Aid from the United Kingdom will now be branded more prominently with a new logo that features the U.K. flag and the text “from the British people.”
The new logo was introduced Monday (June 25) as part of the government’s effort to “drive home the message that Britain deserves credit for the results that U.K. aid delivers.”
“Some in the development community have been reluctant to ‘badge’ our aid with the Union Flag,” U.K. Secretary of State for International Development Andrew Mitchell said. “I disagree: I believe it is important that aid funded by the British people should be easily and clearly identified as coming from the U.K.”
The new logo will be gradually applied on products and supplies used in U.K.-funded humanitarian and development aid programs. All partners of the Department for International Development are required to use the new logo, which is now a “condition of accepting funding from DfID.” The DfID corporate logo will be retained but will only be for exclusive use of agency’s staff.
The design of the new logo appears in line with branding used by the U.S. Agency for International Development, which bears the colors of the U.S. flag and the text “From the American people.”

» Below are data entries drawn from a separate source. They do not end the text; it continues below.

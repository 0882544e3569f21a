use axum::{
    extract::State,
    response::{IntoResponse, Redirect},
};
use serde_json::json;

use crate::server::app::AppState;
use crate::server::context::CurrentUser;
use crate::server::response::HandlerResult;

pub async fn index(user: Option<CurrentUser>) -> Redirect {
    match user {
        Some(CurrentUser(context)) => Redirect::to(context.role.dashboard_path()),
        None => Redirect::to("/login"),
    }
}

/// Record counts per type.
pub async fn admin_dashboard(
    State(state): State<AppState>,
    CurrentUser(context): CurrentUser,
) -> HandlerResult {
    if !context.is_admin() {
        return Ok(Redirect::to(context.role.dashboard_path()).into_response());
    }

    let counts = state.records.counts().await?;
    let total: u64 = counts.iter().map(|(_, count)| count).sum();
    let counts: Vec<_> = counts
        .into_iter()
        .map(|(rtype, count)| json!({ "slug": rtype.slug(), "title": rtype.title(), "count": count }))
        .collect();

    let page = state
        .render(
            Some(&context),
            "dashboard_admin",
            "Dashboard",
            json!({ "counts": counts, "total": total }),
        )
        .await?;
    Ok(page.into_response())
}

pub async fn staff_dashboard(
    State(state): State<AppState>,
    CurrentUser(context): CurrentUser,
) -> HandlerResult {
    if context.is_admin() {
        return Ok(Redirect::to(context.role.dashboard_path()).into_response());
    }

    let page = state
        .render(Some(&context), "dashboard_staff", "Dashboard", json!({}))
        .await?;
    Ok(page.into_response())
}
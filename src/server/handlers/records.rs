use std::collections::HashMap;

use axum::{
    extract::{Path, Query, State},
    response::{IntoResponse, Redirect},
    Form,
};
use serde::Deserialize;
use serde_json::{json, Value};

use crate::auth::RequestContext;
use crate::errors::CoreErrorKind;
use crate::records::{PageRequest, Record, RecordFilter};
use crate::schema::{introspect::field_descriptors, RecordType};
use crate::server::app::AppState;
use crate::server::context::CurrentUser;
use crate::server::response::{pagination, HandlerResult};
use crate::services::auth_service::FlashMessage;

const MONTH_NAMES: [&str; 12] = [
    "January", "February", "March", "April", "May", "June", "July", "August", "September",
    "October", "November", "December",
];

#[derive(Debug, Default, Deserialize)]
pub struct ListQuery {
    pub q: Option<String>,
    pub month: Option<String>,
    pub year: Option<String>,
    pub page: Option<String>,
}

impl ListQuery {
    fn filter(&self) -> RecordFilter {
        RecordFilter {
            q: self.q.clone(),
            month: self.month.clone(),
            year: self.year.clone(),
        }
    }

    /// Unparseable page numbers fall back to the first page.
    fn page(&self) -> PageRequest {
        PageRequest::page(self.page.as_deref().and_then(|page| page.trim().parse().ok()))
    }
}

/// Resolves the path segment, or flashes "Invalid type" and sends the user
/// back to their dashboard.
pub(crate) async fn resolve_type(
    state: &AppState,
    context: &RequestContext,
    slug: &str,
    message: &str,
) -> Result<RecordType, Redirect> {
    match RecordType::from_slug(slug) {
        Some(rtype) => Ok(rtype),
        None => {
            state.flash(context, FlashMessage::danger(message)).await;
            Err(Redirect::to("/"))
        }
    }
}

pub async fn list_records(
    State(state): State<AppState>,
    CurrentUser(context): CurrentUser,
    Path(slug): Path<String>,
    Query(query): Query<ListQuery>,
) -> HandlerResult {
    let rtype = match resolve_type(&state, &context, &slug, "Invalid type").await {
        Ok(rtype) => rtype,
        Err(redirect) => return Ok(redirect.into_response()),
    };

    let filter = query.filter();
    let page = state.records.list(rtype, &filter, query.page()).await?;

    let rows: Vec<Value> = page
        .items
        .iter()
        .map(|record| {
            json!({
                "id": record.id,
                "cells": record.cells(),
                "edit_url": format!("/{}/edit/{}", rtype.slug(), record.id),
                "delete_url": format!("/{}/delete/{}", rtype.slug(), record.id),
            })
        })
        .collect();

    let links = pagination(page.page, page.total_pages, page.total_items, |number| {
        format!("/{}?{}", rtype.slug(), query_string(&filter, Some(number)))
    });

    let data = json!({
        "rtype": type_json(rtype),
        "headers": rtype.column_names(),
        "column_span": rtype.columns().len() + 1,
        "rows": rows,
        "fields": form_fields(rtype, None),
        "q": filter.q.clone().unwrap_or_default(),
        "month": filter.month.clone().unwrap_or_default(),
        "year": filter.year.clone().unwrap_or_default(),
        "months": month_options(filter.month.as_deref()),
        "page": links,
        "print_url": print_url(rtype, &filter, false),
        "csv_url": print_url(rtype, &filter, true),
    });

    let page = state.render(Some(&context), "records", rtype.title(), data).await?;
    Ok(page.into_response())
}

pub async fn create_record(
    State(state): State<AppState>,
    CurrentUser(context): CurrentUser,
    Path(slug): Path<String>,
    Form(form): Form<HashMap<String, String>>,
) -> HandlerResult {
    let rtype = match resolve_type(&state, &context, &slug, "Invalid type").await {
        Ok(rtype) => rtype,
        Err(redirect) => return Ok(redirect.into_response()),
    };
    let back = format!("/{}", rtype.slug());

    match state.records.create(&context, rtype, &form).await {
        Ok(_) => {
            state
                .flash(&context, FlashMessage::success(format!("{} created!", rtype.title())))
                .await;
            Ok(Redirect::to(&back).into_response())
        }
        Err(err) => state.flash_error(&context, err, &back).await,
    }
}

pub async fn edit_record_page(
    State(state): State<AppState>,
    CurrentUser(context): CurrentUser,
    Path((slug, id)): Path<(String, i32)>,
) -> HandlerResult {
    let rtype = match resolve_type(&state, &context, &slug, "Invalid type").await {
        Ok(rtype) => rtype,
        Err(redirect) => return Ok(redirect.into_response()),
    };

    let record = state.records.get(rtype, id).await?;
    let data = json!({
        "rtype": type_json(rtype),
        "id": record.id,
        "fields": form_fields(rtype, Some(&record)),
    });

    let title = format!("Edit {}", rtype.title());
    let page = state.render(Some(&context), "edit", &title, data).await?;
    Ok(page.into_response())
}

pub async fn update_record(
    State(state): State<AppState>,
    CurrentUser(context): CurrentUser,
    Path((slug, id)): Path<(String, i32)>,
    Form(form): Form<HashMap<String, String>>,
) -> HandlerResult {
    let rtype = match resolve_type(&state, &context, &slug, "Invalid type").await {
        Ok(rtype) => rtype,
        Err(redirect) => return Ok(redirect.into_response()),
    };

    match state.records.update(&context, rtype, id, &form).await {
        Ok(_) => {
            state
                .flash(&context, FlashMessage::success("Updated successfully!"))
                .await;
            Ok(Redirect::to(&format!("/{}", rtype.slug())).into_response())
        }
        Err(err) if err.kind() == CoreErrorKind::NotFound => Err(err.into()),
        Err(err) => {
            let back = format!("/{}/edit/{}", rtype.slug(), id);
            state.flash_error(&context, err, &back).await
        }
    }
}

pub async fn delete_record(
    State(state): State<AppState>,
    CurrentUser(context): CurrentUser,
    Path((slug, id)): Path<(String, i32)>,
) -> HandlerResult {
    let rtype = match resolve_type(&state, &context, &slug, "Invalid type").await {
        Ok(rtype) => rtype,
        Err(redirect) => return Ok(redirect.into_response()),
    };

    state.records.delete(&context, rtype, id).await?;
    state
        .flash(&context, FlashMessage::success("Record deleted!"))
        .await;
    Ok(Redirect::to(&format!("/{}", rtype.slug())).into_response())
}

pub(crate) fn type_json(rtype: RecordType) -> Value {
    json!({ "slug": rtype.slug(), "title": rtype.title() })
}

/// Form inputs for a record type, pre-filled from `record` when editing.
fn form_fields(rtype: RecordType, record: Option<&Record>) -> Vec<Value> {
    field_descriptors(rtype)
        .into_iter()
        .map(|field| {
            let value = match record {
                Some(record) => record.display_value(field.name),
                None => field.default.unwrap_or_default().to_string(),
            };
            let options: Vec<Value> = field
                .options
                .iter()
                .map(|option| json!({ "value": option, "selected": *option == value }))
                .collect();

            json!({
                "name": field.name,
                "label": field.label,
                "input_kind": field.input_kind,
                "required": field.required,
                "value": value,
                "options": options,
            })
        })
        .collect()
}

fn month_options(selected: Option<&str>) -> Vec<Value> {
    let selected = selected.and_then(|month| month.trim().parse::<usize>().ok());
    MONTH_NAMES
        .iter()
        .enumerate()
        .map(|(index, label)| {
            json!({
                "value": (index + 1).to_string(),
                "label": label,
                "selected": selected == Some(index + 1),
            })
        })
        .collect()
}

/// Month name for a valid filter, e.g. "March 2025".
pub(crate) fn period_label(filter: &RecordFilter) -> Option<String> {
    filter
        .month_year()
        .map(|(month, year)| format!("{} {}", MONTH_NAMES[(month - 1) as usize], year))
}

/// Link to the printable listing, or its CSV export, for the same filter.
pub(crate) fn print_url(rtype: RecordType, filter: &RecordFilter, csv: bool) -> String {
    let mut url = format!("/print?rtype={}", rtype.slug());
    let filter = query_string(filter, None);
    if !filter.is_empty() {
        url.push('&');
        url.push_str(&filter);
    }
    if csv {
        url.push_str("&export=csv");
    }
    url
}

fn query_string(filter: &RecordFilter, page: Option<u64>) -> String {
    let mut parts = Vec::new();
    for (key, value) in [("q", &filter.q), ("month", &filter.month), ("year", &filter.year)] {
        if let Some(value) = value.as_deref().filter(|value| !value.is_empty()) {
            parts.push(format!("{}={}", key, encode_component(value)));
        }
    }
    if let Some(page) = page {
        parts.push(format!("page={}", page));
    }
    parts.join("&")
}

fn encode_component(value: &str) -> String {
    value
        .bytes()
        .map(|byte| match byte {
            b'A'..=b'Z' | b'a'..=b'z' | b'0'..=b'9' | b'-' | b'_' | b'.' | b'~' => (byte as char).to_string(),
            b' ' => "+".to_string(),
            _ => format!("%{:02X}", byte),
        })
        .collect()
}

This is not the first time the United Kingdom has rebranded its aid to the developing world. In 2009, it started using a version of the U.K. aid logo that bears the government crest. This particular rebranding cost the department some 130,000 pounds ($202,434), which was taken from the agency’s central communications budget.
The new logo, meanwhile, was designed in-house at “no cost,” Mitchell said in an interview with BBC1.
Guidelines for use
Along with the launch of the new logo, DfID also published standards on when or where it should be used or applied:
On all of the agency’s communication materials.
On visuals used during events and on press releases.
Uniforms of staff involved in humanitarian operations.
Packaging of emergency aid supplies and on vehicles used to deliver aid.
At emergency aid distribution points.
On development program deliverables such as buildings, schools and roads.
Packaging of food aid, medical supplies and other smaller items.
DfID did identify a number of exceptions. For instance, use can be deferred if doing so poses a security risk to the agency’s staff and that of its partners or aid beneficiaries, obstructs humanitarian operations and when the branding could be undignified for the recipients of aid.